E-tales: Tiki escapes leopard seal on Nintendo

Starring Tiki, a plucky Kiwi bird, the game-play revolves around him rescuing his kidnapped friends

Google world takeover reaches NZ

Wairarapa winery Mebus Estate is refusing to confirm which of the two still-boyish billionaires likes a drop of the Kiwi nectar. But, yes, it’s true that one of the Google lads — Sergey or Larry — is buying into Michael Mebus’ 25-hectare winery. E-tales has mixed feelings about foreign investment. Indeed, we’re not the only ones — the Overseas Investment Office is presently checking out the deal. Some of you may recall the row back in 2004 about Canadian country music star Shania Twain and her husband buying up two adjoining Otago high country stations — for $21.5 million.

The couples’ application was originally turned down by the OIC as not being in the national interest, according to the Christchurch-based Foreign Control Watchdog online newsletter. But a mollified OIC eventually gave the couple the go-ahead after they installed a public walking track.

It will be interesting to see what happens with the Google billionaire’s investment plans.

Tiki escapes leopard seal on Nintendo

E-tales’ editor is going to admit straight-out to not being a big fan of old-style arcade games, but anyone interested to hear that what Wikipedia describes as “a timeless 1988 original”, The New Zealand Story Revolution, is not only now available for the Nintendo DS but should also be getting a wider audience now that distributor Ignition has been bought by Indian media company UTV (it bought a 71% stake in December).

Starring Tiki, a plucky Kiwi bird, the game-play revolves around him rescuing his kidnapped friends from the clutches of a villainous leopard seal. The graphics have been updated from 1988, but the locations are pretty familiar: Auckland, Rotorua, Wellington, Mount Cook, Waitomo Caves, Hamner Springs and “Strait Cook”.

Enough excuses already, Xtra

We know, we know, it’s getting a bit late for New Year’s resolutions, but here at E-tales we just wish Telecom would make a big one regarding its Xtra service.

The new year has scarcely begun and Xtra is playing up again. Apparently, the latest hiccup with the on-again, off-again service was a fault with the technology that authenticates internet connections.

However, as long-suffering users know, Telecom’s internet service has been dodgy for some months now. But Telecom spokesman Nick Brown says the latest hiccup is not to do with Yahoo!Xtra Bubble. Readers may recall that tens of thousands of users were left email-less when the service was launched in August last year.

Plastic-fantastic broadband

One of the problems Kiwi users have is the limited number of broadband suppliers out there — see story above. Well, help may be at hand. New Scientist magazine reports that a new technology, plastic optical fibre, could hail cheap super-fast broadband.

It promises to make replacing slow old copper cable for the “last mile” to the home, as it is dubbed, as cheap as, well, replacing copper.

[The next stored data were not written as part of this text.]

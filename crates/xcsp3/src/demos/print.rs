//! A verbose, human-readable sink, grounded on `XCSP3PrintCallbacks.h`:
//! every lifecycle and build event gets an indented line on stdout.
//! Long variable lists are truncated with an ellipsis, matching the
//! original's `displayList` convention.

use xcsp3_ir::{InstanceType, ObjectiveGoal, ObjectiveKind, OrderType, Rank};
use xcsp3_parse::CallbackBank;

const MAX_DISPLAYED: usize = 8;

fn display_list(list: &[&str]) -> String {
    if list.len() <= MAX_DISPLAYED {
        list.join(" ")
    } else {
        format!("{} ... ({} vars)", list[..MAX_DISPLAYED].join(" "), list.len())
    }
}

fn display_ints(values: &[i64]) -> String {
    values.iter().map(|v| v.to_string()).collect::<Vec<_>>().join(" ")
}

/// Prints an indented, human-readable trace of the parse to stdout.
pub struct PrintBank {
    indent: usize,
}

impl Default for PrintBank {
    fn default() -> Self {
        Self::new()
    }
}

impl PrintBank {
    pub fn new() -> Self {
        Self { indent: 0 }
    }

    fn line(&self, text: impl AsRef<str>) {
        println!("{}{}", "  ".repeat(self.indent), text.as_ref());
    }
}

impl CallbackBank for PrintBank {
    fn begin_instance(&mut self, kind: InstanceType) {
        self.line(format!("Start Instance - type={kind:?}"));
        self.indent += 1;
    }

    fn end_instance(&mut self) {
        self.indent -= 1;
        self.line("End Instance");
    }

    fn begin_variables(&mut self) {
        self.line("Start Variables");
        self.indent += 1;
    }

    fn end_variables(&mut self) {
        self.indent -= 1;
        self.line("End Variables");
    }

    fn begin_variable_array(&mut self, id: &str) {
        self.line(format!("array: {id}"));
        self.indent += 1;
    }

    fn end_variable_array(&mut self) {
        self.indent -= 1;
    }

    fn begin_constraints(&mut self) {
        self.line("Start Constraints");
        self.indent += 1;
    }

    fn end_constraints(&mut self) {
        self.indent -= 1;
        self.line("End Constraints");
    }

    fn begin_block(&mut self, classes: &[String]) {
        self.line(format!("start block, classes = {}", classes.join(" ")));
        self.indent += 1;
    }

    fn end_block(&mut self) {
        self.indent -= 1;
        self.line("end block");
    }

    fn begin_group(&mut self, id: &str) {
        self.line(format!("start group of constraint {id}"));
        self.indent += 1;
    }

    fn end_group(&mut self) {
        self.indent -= 1;
        self.line("end group");
    }

    fn begin_slide(&mut self, id: &str, circular: bool) {
        self.line(format!("start slide {id} (circular={circular})"));
        self.indent += 1;
    }

    fn end_slide(&mut self) {
        self.indent -= 1;
        self.line("end slide");
    }

    fn begin_objectives(&mut self) {
        self.line("Start Objectives");
        self.indent += 1;
    }

    fn end_objectives(&mut self) {
        self.indent -= 1;
        self.line("End Objectives");
    }

    fn begin_annotations(&mut self) {
        self.line("Start Annotations");
        self.indent += 1;
    }

    fn end_annotations(&mut self) {
        self.indent -= 1;
        self.line("End Annotations");
    }

    fn build_variable_integer_range(&mut self, id: &str, min: i64, max: i64) {
        self.line(format!("var {id} : {min}..{max}"));
    }

    fn build_variable_integer_enum(&mut self, id: &str, values: &[i64]) {
        self.line(format!("var {id} : {{{}}}", display_ints(values)));
    }

    fn build_constraint_true(&mut self, id: &str) {
        self.line(format!("constraint {id} : always true"));
    }

    fn build_constraint_false(&mut self, id: &str) {
        self.line(format!("constraint {id} : always false"));
    }

    fn build_constraint_extension(&mut self, id: &str, list: &[&str], tuples: &[xcsp3_parse::Tuple<'_>], is_support: bool) {
        let kind = if is_support { "support" } else { "conflict" };
        self.line(format!("extension {id} ({kind}, {} tuples): {}", tuples.len(), display_list(list)));
    }

    fn build_constraint_intension_string(&mut self, id: &str, expr: &str) {
        self.line(format!("intension {id} : {expr}"));
    }

    fn build_constraint_intension(&mut self, id: &str, expr_debug: &str) {
        self.line(format!("intension {id} : {expr_debug}"));
    }

    fn build_constraint_primitive_var_rel_const(&mut self, id: &str, op: OrderType, x: &str, k: i64) {
        self.line(format!("primitive {id} : {x} {op:?} {k}"));
    }

    fn build_constraint_primitive_var_rel_var_offset(&mut self, id: &str, op: OrderType, x: &str, k: i64, y: &str) {
        self.line(format!("primitive {id} : {x} {op:?} {y} + {k}"));
    }

    fn build_constraint_primitive_in_range(&mut self, id: &str, x: &str, in_flag: bool, min: i64, max: i64) {
        let word = if in_flag { "in" } else { "not in" };
        self.line(format!("primitive {id} : {x} {word} [{min}..{max}]"));
    }

    fn build_constraint_mult(&mut self, id: &str, x: &str, y: &str, z: &str) {
        self.line(format!("primitive {id} : {x} = {y} * {z}"));
    }

    fn build_constraint_alldifferent(&mut self, id: &str, list: &[&str]) {
        self.line(format!("allDifferent {id} : {}", display_list(list)));
    }

    fn build_constraint_alldifferent_except(&mut self, id: &str, list: &[&str], except: &[i64]) {
        self.line(format!("allDifferent {id} : {} except {{{}}}", display_list(list), display_ints(except)));
    }

    fn build_constraint_alldifferent_list(&mut self, id: &str, lists: &[Vec<&str>]) {
        self.line(format!("allDifferentList {id} : {} lists", lists.len()));
    }

    fn build_constraint_alldifferent_matrix(&mut self, id: &str, matrix: &[Vec<&str>]) {
        self.line(format!("allDifferentMatrix {id} : {}x{}", matrix.len(), matrix.first().map_or(0, Vec::len)));
    }

    fn build_constraint_all_equal(&mut self, id: &str, list: &[&str]) {
        self.line(format!("allEqual {id} : {}", display_list(list)));
    }

    fn build_constraint_not_all_equal(&mut self, id: &str, list: &[&str]) {
        self.line(format!("notAllEqual {id} : {}", display_list(list)));
    }

    fn build_constraint_ordered(&mut self, id: &str, list: &[&str], order: OrderType, lengths: Option<&[i64]>) {
        match lengths {
            Some(l) => self.line(format!("ordered {id} ({order:?}, lengths {}) : {}", display_ints(l), display_list(list))),
            None => self.line(format!("ordered {id} ({order:?}) : {}", display_list(list))),
        }
    }

    fn build_constraint_lex(&mut self, id: &str, lists: &[Vec<&str>], order: OrderType) {
        self.line(format!("lex {id} ({order:?}) : {} lists", lists.len()));
    }

    fn build_constraint_lex_matrix(&mut self, id: &str, matrix: &[Vec<&str>], order: OrderType) {
        self.line(format!("lexMatrix {id} ({order:?}) : {}x{}", matrix.len(), matrix.first().map_or(0, Vec::len)));
    }

    fn build_constraint_sum(&mut self, id: &str, list: &[&str], coeffs: Option<&[i64]>, condition: &xcsp3_ir::Condition) {
        match coeffs {
            Some(c) => self.line(format!("sum {id} : coeffs [{}] * [{}] {:?}", display_ints(c), display_list(list), condition.order)),
            None => self.line(format!("sum {id} : [{}] {:?}", display_list(list), condition.order)),
        }
    }

    fn build_constraint_count(&mut self, id: &str, list: &[&str], values: &[i64], condition: &xcsp3_ir::Condition) {
        self.line(format!("count {id} : values {{{}}} in [{}] {:?}", display_ints(values), display_list(list), condition.order));
    }

    fn build_constraint_at_least(&mut self, id: &str, list: &[&str], value: i64, k: i64) {
        self.line(format!("atLeast {id} : {value} at least {k} times in [{}]", display_list(list)));
    }

    fn build_constraint_at_most(&mut self, id: &str, list: &[&str], value: i64, k: i64) {
        self.line(format!("atMost {id} : {value} at most {k} times in [{}]", display_list(list)));
    }

    fn build_constraint_exactly(&mut self, id: &str, list: &[&str], value: i64, k: i64) {
        self.line(format!("exactly {id} : {value} exactly {k} times in [{}]", display_list(list)));
    }

    fn build_constraint_exactly_variable(&mut self, id: &str, list: &[&str], value: i64, x: &str) {
        self.line(format!("exactly {id} : {value} exactly {x} times in [{}]", display_list(list)));
    }

    fn build_constraint_among(&mut self, id: &str, list: &[&str], values: &[i64], k: i64) {
        self.line(format!("among {id} : {{{}}} exactly {k} times in [{}]", display_ints(values), display_list(list)));
    }

    fn build_constraint_nvalues(&mut self, id: &str, list: &[&str], except: &[i64], condition: &xcsp3_ir::Condition) {
        self.line(format!(
            "nValues {id} : [{}] except {{{}}} {:?}",
            display_list(list),
            display_ints(except),
            condition.order
        ));
    }

    fn build_constraint_cardinality(&mut self, id: &str, list: &[&str], values: &[i64], occurs_min: &[i64], occurs_max: &[i64], closed: bool) {
        self.line(format!(
            "cardinality {id} (closed={closed}) : [{}] values {{{}}} min [{}] max [{}]",
            display_list(list),
            display_ints(values),
            display_ints(occurs_min),
            display_ints(occurs_max)
        ));
    }

    fn build_constraint_minimum(&mut self, id: &str, list: &[&str], condition: Option<&xcsp3_ir::Condition>, start_index: i64, rank: Rank) {
        self.line(format!(
            "minimum {id} (start={start_index}, rank={rank:?}) : [{}] {}",
            display_list(list),
            condition.map_or(String::new(), |c| format!("{:?}", c.order))
        ));
    }

    fn build_constraint_maximum(&mut self, id: &str, list: &[&str], condition: Option<&xcsp3_ir::Condition>, start_index: i64, rank: Rank) {
        self.line(format!(
            "maximum {id} (start={start_index}, rank={rank:?}) : [{}] {}",
            display_list(list),
            condition.map_or(String::new(), |c| format!("{:?}", c.order))
        ));
    }

    fn build_constraint_element(
        &mut self,
        id: &str,
        list: &[&str],
        index: &str,
        start_index: i64,
        rank: Rank,
        value_var: Option<&str>,
        value_const: Option<i64>,
    ) {
        let value = value_var.map(str::to_string).or_else(|| value_const.map(|v| v.to_string())).unwrap_or_default();
        self.line(format!(
            "element {id} : [{}][{index} - {start_index}] (rank={rank:?}) = {value}",
            display_list(list)
        ));
    }

    fn build_constraint_element_matrix(
        &mut self,
        id: &str,
        matrix: &[Vec<&str>],
        row_index: &str,
        col_index: &str,
        start_row_index: i64,
        start_col_index: i64,
        value_var: Option<&str>,
        value_const: Option<i64>,
    ) {
        let value = value_var.map(str::to_string).or_else(|| value_const.map(|v| v.to_string())).unwrap_or_default();
        self.line(format!(
            "elementMatrix {id} : {}x{} [{row_index} - {start_row_index}][{col_index} - {start_col_index}] = {value}",
            matrix.len(),
            matrix.first().map_or(0, Vec::len)
        ));
    }

    fn build_constraint_channel(&mut self, id: &str, list: &[&str], start_index: i64, list2: Option<&[&str]>, start_index2: i64) {
        match list2 {
            Some(l2) => self.line(format!(
                "channel {id} : [{}]@{start_index} <-> [{}]@{start_index2}",
                display_list(list),
                display_list(l2)
            )),
            None => self.line(format!("channel {id} : [{}]@{start_index}", display_list(list))),
        }
    }

    fn build_constraint_no_overlap(&mut self, id: &str, origins: &[&str], lengths: &[&str], zero_ignored: bool) {
        self.line(format!(
            "noOverlap {id} (zeroIgnored={zero_ignored}) : origins [{}] lengths [{}]",
            display_list(origins),
            display_list(lengths)
        ));
    }

    fn build_constraint_stretch(&mut self, id: &str, list: &[&str], values: &[i64], widths_min: &[i64], widths_max: &[i64], _patterns: &[(i64, i64)]) {
        self.line(format!(
            "stretch {id} : [{}] values {{{}}} widths [{}..{}]",
            display_list(list),
            display_ints(values),
            display_ints(widths_min),
            display_ints(widths_max)
        ));
    }

    fn build_constraint_cumulative(&mut self, id: &str, origins: &[&str], lengths: &[&str], heights: &[&str], condition: &xcsp3_ir::Condition) {
        self.line(format!(
            "cumulative {id} : origins [{}] lengths [{}] heights [{}] {:?}",
            display_list(origins),
            display_list(lengths),
            display_list(heights),
            condition.order
        ));
    }

    fn build_constraint_regular(&mut self, id: &str, list: &[&str], start: &str, finals: &[String], transitions: &[xcsp3_ir::Transition]) {
        self.line(format!(
            "regular {id} : [{}] start={start} finals={{{}}} ({} transitions)",
            display_list(list),
            finals.join(" "),
            transitions.len()
        ));
    }

    fn build_constraint_mdd(&mut self, id: &str, list: &[&str], transitions: &[xcsp3_ir::Transition]) {
        self.line(format!("mdd {id} : [{}] ({} transitions)", display_list(list), transitions.len()));
    }

    fn build_constraint_instantiation(&mut self, id: &str, list: &[&str], values: &[i64]) {
        self.line(format!("instantiation {id} : [{}] = [{}]", display_list(list), display_ints(values)));
    }

    fn build_constraint_clause(&mut self, id: &str, positive: &[&str], negative: &[&str]) {
        self.line(format!("clause {id} : [{}] | ![{}]", display_list(positive), display_list(negative)));
    }

    fn build_constraint_circuit(&mut self, id: &str, list: &[&str], start_index: i64, size: Option<i64>) {
        match size {
            Some(s) => self.line(format!("circuit {id} : [{}]@{start_index} size={s}", display_list(list))),
            None => self.line(format!("circuit {id} : [{}]@{start_index}", display_list(list))),
        }
    }

    fn build_objective_variable(&mut self, goal: ObjectiveGoal, x: &str) {
        self.line(format!("objective ({goal:?}) : {x}"));
    }

    fn build_objective_expression(&mut self, goal: ObjectiveGoal, expr_debug: &str) {
        self.line(format!("objective ({goal:?}) : {expr_debug}"));
    }

    fn build_objective(&mut self, goal: ObjectiveGoal, kind: ObjectiveKind, list: &[&str], coeffs: Option<&[i64]>) {
        match coeffs {
            Some(c) => self.line(format!("objective ({goal:?}, {kind:?}) : coeffs [{}] * [{}]", display_ints(c), display_list(list))),
            None => self.line(format!("objective ({goal:?}, {kind:?}) : [{}]", display_list(list))),
        }
    }

    fn build_annotation_decision(&mut self, list: &[&str]) {
        self.line(format!("decision : [{}]", display_list(list)));
    }
}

At present, the telcos are baulking at replacing this with glass optical fibre because it’s so expensive — and newcomers are even less keen to do this. The result has been the broadband speed bottleneck, and a big curb on competition, too. Now, hopefully, a better service is on the horizon — fuelled by those lovely twin-drivers: cheap new tech and competition.

Tech skills no bar to Darwins

Spotted online, on Ananova “quirkies”, the 2007 Darwin Award winners — these go to those unfortunate souls who, through their own spectacular stupidity, managed to wipe themselves out last year.

He was only a runner-up, but a nameless 29-year-old computer tutor was killed by on-coming traffic in California while driving and working on his laptop at the same time. And we thought mobile-chatting and applying make-up while driving were bad ideas. The winner was an alcoholic who died after giving himself a sherry enema. Perhaps the sherry was too rot-gut to ingest the normal way. We’ll never know now.